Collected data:
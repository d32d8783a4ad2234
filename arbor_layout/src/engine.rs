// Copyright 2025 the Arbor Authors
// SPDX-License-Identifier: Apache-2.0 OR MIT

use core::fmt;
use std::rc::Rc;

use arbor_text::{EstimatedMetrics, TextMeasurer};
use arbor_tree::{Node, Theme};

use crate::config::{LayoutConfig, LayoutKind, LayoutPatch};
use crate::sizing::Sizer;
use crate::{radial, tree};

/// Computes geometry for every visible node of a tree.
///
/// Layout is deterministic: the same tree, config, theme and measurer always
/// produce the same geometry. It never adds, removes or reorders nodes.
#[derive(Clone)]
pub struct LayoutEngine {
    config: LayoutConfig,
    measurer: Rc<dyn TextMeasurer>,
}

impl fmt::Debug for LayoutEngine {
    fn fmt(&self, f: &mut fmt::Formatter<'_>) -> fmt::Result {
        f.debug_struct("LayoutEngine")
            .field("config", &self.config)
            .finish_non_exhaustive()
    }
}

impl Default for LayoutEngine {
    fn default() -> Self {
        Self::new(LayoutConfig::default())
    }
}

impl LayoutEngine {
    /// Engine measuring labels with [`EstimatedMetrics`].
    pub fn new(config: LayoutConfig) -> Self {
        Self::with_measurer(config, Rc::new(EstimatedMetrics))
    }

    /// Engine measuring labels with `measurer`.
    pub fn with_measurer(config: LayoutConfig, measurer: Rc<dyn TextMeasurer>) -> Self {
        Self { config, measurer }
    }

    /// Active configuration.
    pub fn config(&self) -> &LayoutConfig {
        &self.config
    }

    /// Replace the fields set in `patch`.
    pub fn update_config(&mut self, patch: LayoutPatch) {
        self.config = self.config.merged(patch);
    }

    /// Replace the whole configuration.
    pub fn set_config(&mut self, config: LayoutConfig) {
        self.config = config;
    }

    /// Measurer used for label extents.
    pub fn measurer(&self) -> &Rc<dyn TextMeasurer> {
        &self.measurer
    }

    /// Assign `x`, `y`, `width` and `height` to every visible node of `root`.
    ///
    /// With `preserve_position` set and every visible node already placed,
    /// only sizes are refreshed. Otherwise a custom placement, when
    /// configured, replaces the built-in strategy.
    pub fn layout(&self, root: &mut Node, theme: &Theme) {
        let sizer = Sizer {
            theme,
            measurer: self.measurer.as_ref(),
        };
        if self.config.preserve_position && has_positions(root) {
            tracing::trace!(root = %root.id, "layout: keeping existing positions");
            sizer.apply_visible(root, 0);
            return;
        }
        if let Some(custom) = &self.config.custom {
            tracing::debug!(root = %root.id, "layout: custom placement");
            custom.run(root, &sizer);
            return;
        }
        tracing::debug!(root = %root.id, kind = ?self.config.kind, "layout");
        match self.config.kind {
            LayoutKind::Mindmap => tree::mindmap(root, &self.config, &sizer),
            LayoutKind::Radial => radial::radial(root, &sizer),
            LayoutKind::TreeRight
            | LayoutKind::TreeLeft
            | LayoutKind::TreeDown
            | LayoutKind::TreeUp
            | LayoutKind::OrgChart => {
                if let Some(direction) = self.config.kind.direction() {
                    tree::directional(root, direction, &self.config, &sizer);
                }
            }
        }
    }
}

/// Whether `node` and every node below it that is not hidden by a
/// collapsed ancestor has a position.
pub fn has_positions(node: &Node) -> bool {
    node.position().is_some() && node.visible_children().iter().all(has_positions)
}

* **Requirement**
Repeat all of the records above exactly as they appear.

* **Solved exercise**
repository d32d8783a4ad2234
filename arbor_layout/src/engine.rs
// Copyright 2025 the Arbor Authors
// SPDX-License-Identifier: Apache-2.0 OR MIT

use core::fmt;
use std::rc::Rc;

use arbor_text::{EstimatedMetrics, TextMeasurer};
use arbor_tree::{Node, Theme};

use crate::config::{LayoutConfig, LayoutKind, LayoutPatch};
use crate::sizing::Sizer;
use crate::{radial, tree};

/// Computes geometry for every visible node of a tree.
///
/// Layout is deterministic: the same tree, config, theme and measurer always
/// produce the same geometry. It never adds, removes or reorders nodes.
#[derive(Clone)]
pub struct LayoutEngine {
    config: LayoutConfig,
    measurer: Rc<dyn TextMeasurer>,
}

impl fmt::Debug for LayoutEngine {
    fn fmt(&self, f: &mut fmt::Formatter<'_>) -> fmt::Result {
        f.debug_struct("LayoutEngine")
            .field("config", &self.config)
            .finish_non_exhaustive()
    }
}

impl Default for LayoutEngine {
    fn default() -> Self {
        Self::new(LayoutConfig::default())
    }
}

impl LayoutEngine {
    /// Engine measuring labels with [`EstimatedMetrics`].
    pub fn new(config: LayoutConfig) -> Self {
        Self::with_measurer(config, Rc::new(EstimatedMetrics))
    }

    /// Engine measuring labels with `measurer`.
    pub fn with_measurer(config: LayoutConfig, measurer: Rc<dyn TextMeasurer>) -> Self {
        Self { config, measurer }
    }

    /// Active configuration.
    pub fn config(&self) -> &LayoutConfig {
        &self.config
    }

    /// Replace the fields set in `patch`.
    pub fn update_config(&mut self, patch: LayoutPatch) {
        self.config = self.config.merged(patch);
    }

    /// Replace the whole configuration.
    pub fn set_config(&mut self, config: LayoutConfig) {
        self.config = config;
    }

    /// Measurer used for label extents.
    pub fn measurer(&self) -> &Rc<dyn TextMeasurer> {
        &self.measurer
    }

    /// Assign `x`, `y`, `width` and `height` to every visible node of `root`.
    ///
    /// With `preserve_position` set and every visible node already placed,
    /// only sizes are refreshed. Otherwise a custom placement, when
    /// configured, replaces the built-in strategy.
    pub fn layout(&self, root: &mut Node, theme: &Theme) {
        let sizer = Sizer {
            theme,
            measurer: self.measurer.as_ref(),
        };
        if self.config.preserve_position && has_positions(root) {
            tracing::trace!(root = %root.id, "layout: keeping existing positions");
            sizer.apply_visible(root, 0);
            return;
        }
        if let Some(custom) = &self.config.custom {
            tracing::debug!(root = %root.id, "layout: custom placement");
            custom.run(root, &sizer);
            return;
        }
        tracing::debug!(root = %root.id, kind = ?self.config.kind, "layout");
        match self.config.kind {
            LayoutKind::Mindmap => tree::mindmap(root, &self.config, &sizer),
            LayoutKind::Radial => radial::radial(root, &sizer),
            LayoutKind::TreeRight
            | LayoutKind::TreeLeft
            | LayoutKind::TreeDown
            | LayoutKind::TreeUp
            | LayoutKind::OrgChart => {
                if let Some(direction) = self.config.kind.direction() {
                    tree::directional(root, direction, &self.config, &sizer);
                }
            }
        }
    }
}

/// Whether `node` and every node below it that is not hidden by a
/// collapsed ancestor has a position.
pub fn has_positions(node: &Node) -> bool {
    node.position().is_some() && node.visible_children().iter().all(has_positions)
}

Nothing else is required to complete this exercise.